Gift shops in Moonlight Bay, Cambria, and as far north as Carmel sold all the glass Toby produced. In a few years, he might become self-supporting.
Sometimes, nature throws a bone to those she maims. Witness my own ability to compose sentences and paragraphs with some skill.
Now, in the studio, orange light flared and billowed from the large, bushy annealing flame. Toby took care to turn the pear-shaped vase so that it was bathed uniformly by the fire.

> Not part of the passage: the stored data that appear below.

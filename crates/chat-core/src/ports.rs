//! Port traits — the hexagonal architecture boundary.
//!
//! The gateway trait is defined here in `chat-core` (pure Rust).
//! Implementations live in `chat-platform` (browser fetch, in-memory).
//! The core never imports platform code; it only depends on this trait.

use async_trait::async_trait;
use chat_types::{
    Result,
    conversation::{ConversationId, ConversationSummary},
    message::Message,
};

// ─── Gateway Port ────────────────────────────────────────────

/// Answer to a question, tagged with the conversation it belongs to
#[derive(Debug, Clone, PartialEq, Eq)]
pub struct AskReply {
    pub reply: String,
    pub id: ConversationId,
}

/// The question-answering backend.
///
/// Every call is one suspension point. Failures come back as
/// `ChatError::Transport`; there are no retries or timeouts at this layer.
#[async_trait(?Send)]
pub trait ChatGateway {
    /// All known conversations, in backend order
    async fn list_conversations(&self) -> Result<Vec<ConversationSummary>>;

    /// Transcript of one conversation
    async fn get_messages(&self, id: &ConversationId) -> Result<Vec<Message>>;

    /// Allocate an empty conversation
    async fn create_conversation(&self) -> Result<ConversationId>;

    /// Ask a question. With `id == None` the backend allocates a conversation,
    /// otherwise it echoes the supplied id.
    async fn ask(&self, text: &str, id: Option<&ConversationId>) -> Result<AskReply>;

    /// Name of this gateway (for logging/debug)
    fn gateway_name(&self) -> &str;
}
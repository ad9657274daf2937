//! Pick the gateway for a configuration.
//!
//! `memory:` selects the in-process backend; anything else is treated as
//! an HTTP base URL. An invalid configuration falls back to memory.

use std::rc::Rc;
use chat_core::ports::ChatGateway;
use chat_types::config::ClientConfig;
use super::{HttpGateway, MemoryGateway};

pub const MEMORY_API_BASE: &str = "memory:";

/// Returns a trait object so callers are backend-agnostic.
pub fn select_gateway(config: &ClientConfig) -> Rc<dyn ChatGateway> {
    if config.api_base.trim() == MEMORY_API_BASE {
        log::info!("Gateway: in-memory demo backend");
        return Rc::new(MemoryGateway::new());
    }

    match HttpGateway::new(config.clone()) {
        Ok(http) => {
            log::info!("Gateway: HTTP at {}", config.api_base);
            Rc::new(http)
        }
        Err(e) => {
            log::warn!("HTTP gateway unavailable ({}), falling back to memory", e);
            Rc::new(MemoryGateway::new())
        }
    }
}
pub mod http;
pub mod memory;
pub mod auto;

pub use http::HttpGateway;
pub use memory::MemoryGateway;
pub use auto::{select_gateway, MEMORY_API_BASE};
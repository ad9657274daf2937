//! Chat UI — egui panels that render controller snapshots and
//! report user intents back to the app.

pub mod state;
pub mod theme;
pub mod panels;
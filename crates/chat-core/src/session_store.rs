//! Known conversations, as last reported by the backend.
//!
//! A failed refresh keeps the previous list.

use std::cell::RefCell;
use std::rc::Rc;
use chat_types::{
    Result,
    conversation::ConversationSummary,
    event::ChatEvent,
};
use crate::event_bus::EventBus;
use crate::ports::ChatGateway;

/// Shared conversation list — clone-cheap via Rc.
#[derive(Clone)]
pub struct SessionStore {
    conversations: Rc<RefCell<Vec<ConversationSummary>>>,
    gateway: Rc<dyn ChatGateway>,
    event_bus: EventBus,
}

impl SessionStore {
    pub fn new(gateway: Rc<dyn ChatGateway>, event_bus: EventBus) -> Self {
        Self {
            conversations: Rc::new(RefCell::new(Vec::new())),
            gateway,
            event_bus,
        }
    }

    /// Reload the list from the backend.
    ///
    /// Returns whether the list was replaced. Failures are logged and
    /// reported on the event bus, never returned.
    pub async fn refresh(&self) -> bool {
        match self.try_refresh().await {
            Ok(count) => {
                log::debug!("Conversation list refreshed ({} entries)", count);
                true
            }
            Err(e) => {
                log::warn!("Failed to load conversation list: {}", e);
                self.event_bus.emit(ChatEvent::Error {
                    message: format!("Failed to load history: {}", e),
                });
                false
            }
        }
    }

    async fn try_refresh(&self) -> Result<usize> {
        let list = self.gateway.list_conversations().await?;
        let count = list.len();
        *self.conversations.borrow_mut() = list;
        self.event_bus.emit(ChatEvent::ConversationsRefreshed { count });
        Ok(count)
    }

    /// Snapshot of the current list, for one render
    pub fn conversations(&self) -> Vec<ConversationSummary> {
        self.conversations.borrow().clone()
    }
}
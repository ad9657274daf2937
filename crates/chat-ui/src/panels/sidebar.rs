//! Sidebar — conversation list and the "New chat" button.

use egui::{self, RichText, ScrollArea, Vec2};
use chat_types::conversation::{ConversationId, ConversationSummary};
use crate::state::UserIntent;
use crate::theme::*;

/// Render the sidebar. Switching is disabled while a message is in flight.
pub fn sidebar_panel(
    ui: &mut egui::Ui,
    conversations: &[ConversationSummary],
    active_id: Option<&ConversationId>,
    busy: bool,
) -> Option<UserIntent> {
    let mut intent = None;

    egui::Frame::default()
        .fill(BG_SIDEBAR)
        .inner_margin(PANEL_PADDING)
        .show(ui, |ui| {
            ui.set_min_width(ui.available_width());

            let new_chat = ui.add_enabled(
                !busy,
                egui::Button::new(RichText::new("+  New chat").color(TEXT_PRIMARY))
                    .fill(BG_SIDEBAR)
                    .stroke(egui::Stroke::new(1.0, BG_SURFACE))
                    .corner_radius(PANEL_ROUNDING)
                    .min_size(Vec2::new(ui.available_width(), 36.0)),
            );
            if new_chat.clicked() {
                intent = Some(UserIntent::NewConversation);
            }

            ui.add_space(8.0);

            ScrollArea::vertical()
                .auto_shrink([false, false])
                .show(ui, |ui| {
                    for summary in conversations {
                        let selected = active_id == Some(&summary.id);
                        let text = RichText::new(summary.display_title()).color(if selected {
                            TEXT_PRIMARY
                        } else {
                            TEXT_SECONDARY
                        });
                        let row = ui.add_enabled_ui(!busy, |ui| ui.selectable_label(selected, text));
                        if row.inner.clicked() && !selected {
                            intent = Some(UserIntent::Select(summary.id.clone()));
                        }
                    }
                });
        });

    intent
}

With a thick neck, rounded shoulders, and proportionately short arms and stocky legs, he might have been a storybook gnome before a watch fire deep in the earth. Brow sloped and heavy. Bridge of the nose flat. Ears set too low on a head slightly too small for his body. His soft features and the inner epicanthic folds of his eyes give him a perpetual dreamy expression.
Yet on his high work chair, turning the glass in the flame, adjusting the oxygen flow with intuitive precision, face shimmering with reflected light, eyes concealed behind didymium goggles, Toby did not in any way seem below average, did not in any way impress me as being diminished by his condition. To the contrary, observed in his element, in the act of creation, he appeared exalted.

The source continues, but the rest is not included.